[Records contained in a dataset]
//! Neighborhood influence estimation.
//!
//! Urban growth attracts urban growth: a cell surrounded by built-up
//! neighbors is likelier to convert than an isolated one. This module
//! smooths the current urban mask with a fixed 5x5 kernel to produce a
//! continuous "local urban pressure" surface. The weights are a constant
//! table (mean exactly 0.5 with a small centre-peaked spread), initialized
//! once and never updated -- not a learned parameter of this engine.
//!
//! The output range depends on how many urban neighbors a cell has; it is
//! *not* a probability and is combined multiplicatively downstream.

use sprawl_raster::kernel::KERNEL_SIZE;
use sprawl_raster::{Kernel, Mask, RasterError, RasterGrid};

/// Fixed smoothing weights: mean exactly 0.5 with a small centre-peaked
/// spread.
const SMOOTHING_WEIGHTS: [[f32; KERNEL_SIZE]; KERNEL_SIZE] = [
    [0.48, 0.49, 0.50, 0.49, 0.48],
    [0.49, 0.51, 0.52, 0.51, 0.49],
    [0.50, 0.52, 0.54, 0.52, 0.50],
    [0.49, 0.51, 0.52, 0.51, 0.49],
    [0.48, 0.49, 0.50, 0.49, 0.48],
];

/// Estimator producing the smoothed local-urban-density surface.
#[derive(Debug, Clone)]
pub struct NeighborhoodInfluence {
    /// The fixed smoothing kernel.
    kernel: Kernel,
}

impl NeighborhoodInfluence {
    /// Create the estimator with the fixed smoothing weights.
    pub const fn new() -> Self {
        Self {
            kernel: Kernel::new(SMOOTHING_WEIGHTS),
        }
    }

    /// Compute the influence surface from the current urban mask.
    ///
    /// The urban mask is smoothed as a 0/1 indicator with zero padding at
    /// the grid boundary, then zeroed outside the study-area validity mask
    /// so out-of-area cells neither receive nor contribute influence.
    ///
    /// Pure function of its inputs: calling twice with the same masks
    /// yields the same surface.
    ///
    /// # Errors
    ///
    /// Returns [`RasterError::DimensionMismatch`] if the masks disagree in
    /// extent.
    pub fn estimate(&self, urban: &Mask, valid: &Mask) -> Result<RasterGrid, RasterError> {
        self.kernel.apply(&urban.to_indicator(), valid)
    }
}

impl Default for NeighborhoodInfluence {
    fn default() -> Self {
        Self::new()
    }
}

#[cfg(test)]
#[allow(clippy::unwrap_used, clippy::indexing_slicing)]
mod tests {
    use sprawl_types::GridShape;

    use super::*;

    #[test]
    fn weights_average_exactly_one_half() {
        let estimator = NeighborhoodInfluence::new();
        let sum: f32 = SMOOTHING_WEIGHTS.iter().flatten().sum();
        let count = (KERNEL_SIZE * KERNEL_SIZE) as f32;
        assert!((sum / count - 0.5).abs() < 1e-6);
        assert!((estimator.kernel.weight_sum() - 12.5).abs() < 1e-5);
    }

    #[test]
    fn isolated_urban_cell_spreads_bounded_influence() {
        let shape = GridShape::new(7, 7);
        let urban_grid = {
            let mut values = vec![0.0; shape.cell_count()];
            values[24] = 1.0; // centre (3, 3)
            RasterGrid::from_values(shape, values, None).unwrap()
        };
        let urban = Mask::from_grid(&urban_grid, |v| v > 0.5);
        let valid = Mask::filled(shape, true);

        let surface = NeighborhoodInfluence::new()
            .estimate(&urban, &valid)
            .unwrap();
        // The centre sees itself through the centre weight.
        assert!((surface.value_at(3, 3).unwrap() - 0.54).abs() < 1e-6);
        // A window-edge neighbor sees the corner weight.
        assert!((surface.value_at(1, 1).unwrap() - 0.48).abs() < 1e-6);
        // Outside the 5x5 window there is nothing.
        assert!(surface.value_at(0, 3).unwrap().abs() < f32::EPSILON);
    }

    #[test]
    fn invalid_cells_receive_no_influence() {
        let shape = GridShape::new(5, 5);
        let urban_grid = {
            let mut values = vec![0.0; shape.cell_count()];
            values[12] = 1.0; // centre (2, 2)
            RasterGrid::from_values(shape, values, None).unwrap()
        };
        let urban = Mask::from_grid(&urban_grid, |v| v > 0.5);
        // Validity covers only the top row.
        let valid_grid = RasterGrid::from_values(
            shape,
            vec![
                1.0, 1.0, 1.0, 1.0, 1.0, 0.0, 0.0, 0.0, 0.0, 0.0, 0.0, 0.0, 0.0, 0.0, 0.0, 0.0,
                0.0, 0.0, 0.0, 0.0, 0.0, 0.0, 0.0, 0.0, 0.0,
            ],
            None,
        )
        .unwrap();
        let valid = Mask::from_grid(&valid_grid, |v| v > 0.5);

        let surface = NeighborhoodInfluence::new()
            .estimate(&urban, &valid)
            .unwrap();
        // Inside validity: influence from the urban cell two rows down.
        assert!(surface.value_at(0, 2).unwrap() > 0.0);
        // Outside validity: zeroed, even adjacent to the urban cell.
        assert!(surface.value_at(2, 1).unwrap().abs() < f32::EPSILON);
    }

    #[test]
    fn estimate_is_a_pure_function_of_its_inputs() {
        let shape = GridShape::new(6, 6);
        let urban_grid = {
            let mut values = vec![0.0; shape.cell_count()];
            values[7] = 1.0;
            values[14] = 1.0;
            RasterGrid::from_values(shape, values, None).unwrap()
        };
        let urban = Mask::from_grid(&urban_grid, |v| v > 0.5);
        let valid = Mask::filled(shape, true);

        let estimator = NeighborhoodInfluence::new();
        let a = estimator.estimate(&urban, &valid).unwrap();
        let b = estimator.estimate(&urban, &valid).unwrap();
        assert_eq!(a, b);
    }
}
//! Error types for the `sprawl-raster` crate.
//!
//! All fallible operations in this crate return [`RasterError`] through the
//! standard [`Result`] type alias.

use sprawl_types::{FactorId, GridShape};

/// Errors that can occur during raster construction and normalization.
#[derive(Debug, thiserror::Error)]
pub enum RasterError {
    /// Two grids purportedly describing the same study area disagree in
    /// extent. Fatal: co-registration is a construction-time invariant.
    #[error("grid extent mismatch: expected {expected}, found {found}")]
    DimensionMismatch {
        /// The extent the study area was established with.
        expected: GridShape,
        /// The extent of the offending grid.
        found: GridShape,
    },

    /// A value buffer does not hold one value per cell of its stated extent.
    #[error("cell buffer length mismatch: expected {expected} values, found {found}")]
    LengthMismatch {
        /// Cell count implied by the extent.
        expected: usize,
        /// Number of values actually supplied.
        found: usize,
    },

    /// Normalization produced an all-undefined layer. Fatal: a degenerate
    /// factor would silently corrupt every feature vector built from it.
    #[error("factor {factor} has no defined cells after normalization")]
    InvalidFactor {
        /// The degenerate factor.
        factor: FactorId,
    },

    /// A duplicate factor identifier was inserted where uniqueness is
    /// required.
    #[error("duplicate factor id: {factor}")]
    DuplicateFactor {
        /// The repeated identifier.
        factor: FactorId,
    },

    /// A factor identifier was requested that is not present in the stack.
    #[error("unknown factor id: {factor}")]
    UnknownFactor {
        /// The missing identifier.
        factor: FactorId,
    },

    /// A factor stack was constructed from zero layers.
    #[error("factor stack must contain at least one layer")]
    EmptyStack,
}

### What you need to do
State how many lines above contain the word "Result", and nothing more.

### Exercise solution
2